Dietary intervention remains foundational in MASLD management, though consensus on optimal nutritional strategies remains elusive. MD emphasizing plant-based foods such as whole grains, fruits, vegetables, legumes and nuts, along with moderate consumption of dairy and fish, while limiting red meat and processed items, shows a variety of advantages. Meta-analyses indicate MD improves metabolic parameters through weight loss, anti-inflammatory/antioxidant effects, and gut microbiota modulation (17). Compared to low-fat diets (LFDs), MD exhibits superior efficacy in reducing ALT, TG, TG/HDL-C ratios, and fatty liver index (FLI) (18), while outperforming Dietary Approaches to Stop Hypertension (DASH) in systolic blood pressure reduction (19). Low-carbohydrate diets (LCDs), particularly ketogenic regimens, show short-term hepatic fat reduction (20) but pose risks of dyslipidemia, gastrointestinal disturbances, and nephrolithiasis due to nutrient imbalances. Intermittent fasting (IF) may confer hepatic benefits (21); however, some studies associate it with elevated atherosclerosis and cardiovascular mortality risks (22, 23). Vegetarian diets improve MASLD via lipid metabolism regulation and gut microbiome modulation (24), though deficiencies in vitamin B12, iron, and ω-3 polyunsaturated fatty acids (PUFAs) require monitoring (25). While DASH demonstrates potential metabolic benefits, its restrictive sodium limitations impair adherence, and MASLD-specific evidence remains inconclusive (26). Current evidence indicates that the MD demonstrates comprehensive metabolic regulatory benefits through the synergistic effects of substituting saturated fatty acids (SFAs) with monounsaturated fatty acids (MUFAs) and incorporating high-fiber complex carbohydrates. However, the specific therapeutic effects and underlying mechanisms by which MD ameliorates MASLD remain to be fully elucidated. This study aims to provide more systematic scientific evidence.

4.1 Hepatic metabolic regulation and inflammatory modulation

The high-fat diet (HF) is well-established for inducing MASLD in experimental animals (27). Consistent with previous findings (28), an HF-induced MASLD mouse model was successfully established in this study, recapitulating key pathological features including marked body weight gain, increased visceral adiposity, dysregulated glucose and lipid metabolism, hepatic steatosis, and inflammatory infiltration (Figure 2). These phenotypic alterations were accompanied by significant dysregulation of gut microbiota composition and microbial metabolites, characterized by reduced α-diversity, disrupted community structure, and decreased fecal SCFAs production. Notably, intervention with either normal chow or MD reversed hepatic steatosis, attenuated hepatic inflammation, and partially restored gut microbial homeostasis, with MD demonstrating superior efficacy in body weight reduction and metabolic improvement compared to normal chow.

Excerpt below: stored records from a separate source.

//! Start/stop frame scheduling

use crate::camera::Camera;
use crate::tooltip::Tooltip;
use instant::Instant;
use loanscape_core::Result;
use std::time::Duration;

/// What a frame is rendered from
pub struct FrameView<'a> {
    pub camera: &'a Camera,
    pub tooltip: &'a Tooltip,
}

/// Something that can draw one frame
pub trait FrameRenderer {
    fn render_frame(&mut self, view: &FrameView<'_>) -> Result<()>;
}

/// Renders one frame per tick while running.
///
/// Pacing comes from the caller: the viewer ticks on every redraw and asks
/// for the next redraw whenever a tick returns `true`.
#[derive(Debug)]
pub struct RenderLoop {
    running: bool,
    frames_rendered: u64,
    sample_start: Instant,
    sample_frames: u32,
    sample_interval: Duration,
}

impl RenderLoop {
    pub fn new() -> Self {
        Self {
            running: false,
            frames_rendered: 0,
            sample_start: Instant::now(),
            sample_frames: 0,
            sample_interval: Duration::from_secs(5),
        }
    }

    pub fn start(&mut self) {
        if !self.running {
            log::debug!("Render loop started");
            self.running = true;
            self.sample_start = Instant::now();
            self.sample_frames = 0;
        }
    }

    pub fn stop(&mut self) {
        if self.running {
            log::debug!("Render loop stopped after {} frames", self.frames_rendered);
            self.running = false;
        }
    }

    pub fn is_running(&self) -> bool {
        self.running
    }

    pub fn frames_rendered(&self) -> u64 {
        self.frames_rendered
    }

    /// Render a frame if running. Returns whether another frame should be
    /// scheduled.
    pub fn tick<R: FrameRenderer + ?Sized>(
        &mut self,
        renderer: &mut R,
        view: &FrameView<'_>,
    ) -> Result<bool> {
        if !self.running {
            return Ok(false);
        }

        renderer.render_frame(view)?;
        self.frames_rendered += 1;
        self.sample_frames += 1;

        let elapsed = self.sample_start.elapsed();
        if elapsed >= self.sample_interval {
            let fps = self.sample_frames as f64 / elapsed.as_secs_f64();
            log::debug!("{:.1} fps over the last {} frames", fps, self.sample_frames);
            self.sample_start = Instant::now();
            self.sample_frames = 0;
        }

        Ok(true)
    }
}

impl Default for RenderLoop {
    fn default() -> Self {
        Self::new()
    }
}

#[cfg(test)]
mod tests {
    use super::*;
    use loanscape_core::Error;

    #[derive(Default)]
    struct CountingRenderer {
        frames: usize,
        fail: bool,
    }

    impl FrameRenderer for CountingRenderer {
        fn render_frame(&mut self, _view: &FrameView<'_>) -> Result<()> {
            if self.fail {
                return Err(Error::Gpu("device lost".to_string()));
            }
            self.frames += 1;
            Ok(())
        }
    }

    #[test]
    fn test_renders_only_while_running() {
        let camera = Camera::default();
        let tooltip = Tooltip::default();
        let view = FrameView {
            camera: &camera,
            tooltip: &tooltip,
        };
        let mut renderer = CountingRenderer::default();
        let mut render_loop = RenderLoop::new();

        assert!(!render_loop.tick(&mut renderer, &view).unwrap());
        assert_eq!(renderer.frames, 0);

        render_loop.start();
        assert!(render_loop.is_running());
        assert!(render_loop.tick(&mut renderer, &view).unwrap());
        assert!(render_loop.tick(&mut renderer, &view).unwrap());
        assert_eq!(renderer.frames, 2);

        render_loop.stop();
        assert!(!render_loop.tick(&mut renderer, &view).unwrap());
        assert_eq!(renderer.frames, 2);
        assert_eq!(render_loop.frames_rendered(), 2);
    }

    #[test]
    fn test_render_errors_propagate() {
        let camera = Camera::default();
        let tooltip = Tooltip::default();
        let view = FrameView {
            camera: &camera,
            tooltip: &tooltip,
        };
        let mut renderer = CountingRenderer {
            frames: 0,
            fail: true,
        };
        let mut render_loop = RenderLoop::new();
        render_loop.start();

        assert!(render_loop.tick(&mut renderer, &view).is_err());
        assert_eq!(render_loop.frames_rendered(), 0);
        assert!(render_loop.is_running());
    }
}
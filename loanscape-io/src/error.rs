//! Error types for dataset loading

use std::path::PathBuf;
use thiserror::Error;

/// Errors that can occur while loading the loan dataset
#[derive(Error, Debug)]
pub enum LoadError {
    #[error("File not found: {}", path.display())]
    NotFound { path: PathBuf },

    #[error("Failed to read {}: {source}", path.display())]
    Io {
        path: PathBuf,
        #[source]
        source: std::io::Error,
    },

    #[error("CSV has no header row")]
    MissingHeader,

    #[error("CSV is missing required column: {column}")]
    MissingColumn { column: &'static str },
}

impl LoadError {
    pub(crate) fn from_io(path: PathBuf, source: std::io::Error) -> Self {
        if source.kind() == std::io::ErrorKind::NotFound {
            LoadError::NotFound { path }
        } else {
            LoadError::Io { path, source }
        }
    }
}

impl From<LoadError> for loanscape_core::Error {
    fn from(e: LoadError) -> Self {
        match e {
            LoadError::Io { source, .. } => loanscape_core::Error::Io(source),
            other => loanscape_core::Error::InvalidData(other.to_string()),
        }
    }
}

Our findings align with meta-analytical evidence (29), which indicates that ≥5% body weight loss improves hepatic and metabolic parameters, while ≥7% loss significantly ameliorates liver histology and function. Pronounced weight reduction was observed in both dietary intervention groups, with MD achieving a more substantial decrease (>12%), underscoring the pivotal role of dietary patterns in modulating obesity-related metabolic dysregulation. Previous studies further highlight MD's potential to reduce central obesity and visceral adiposity (30, 31). In this study, dietary interventions reduced body weight and showed a downward trend in liver index, though intergroup differences in hepatic index improvement were not statistically significant. By contrast, eWAT mass was markedly reduced, particularly following MD intervention. This suggests adipose tissue may respond more rapidly to MD, whereas significant amelioration of visceral steatosis may require prolonged intervention.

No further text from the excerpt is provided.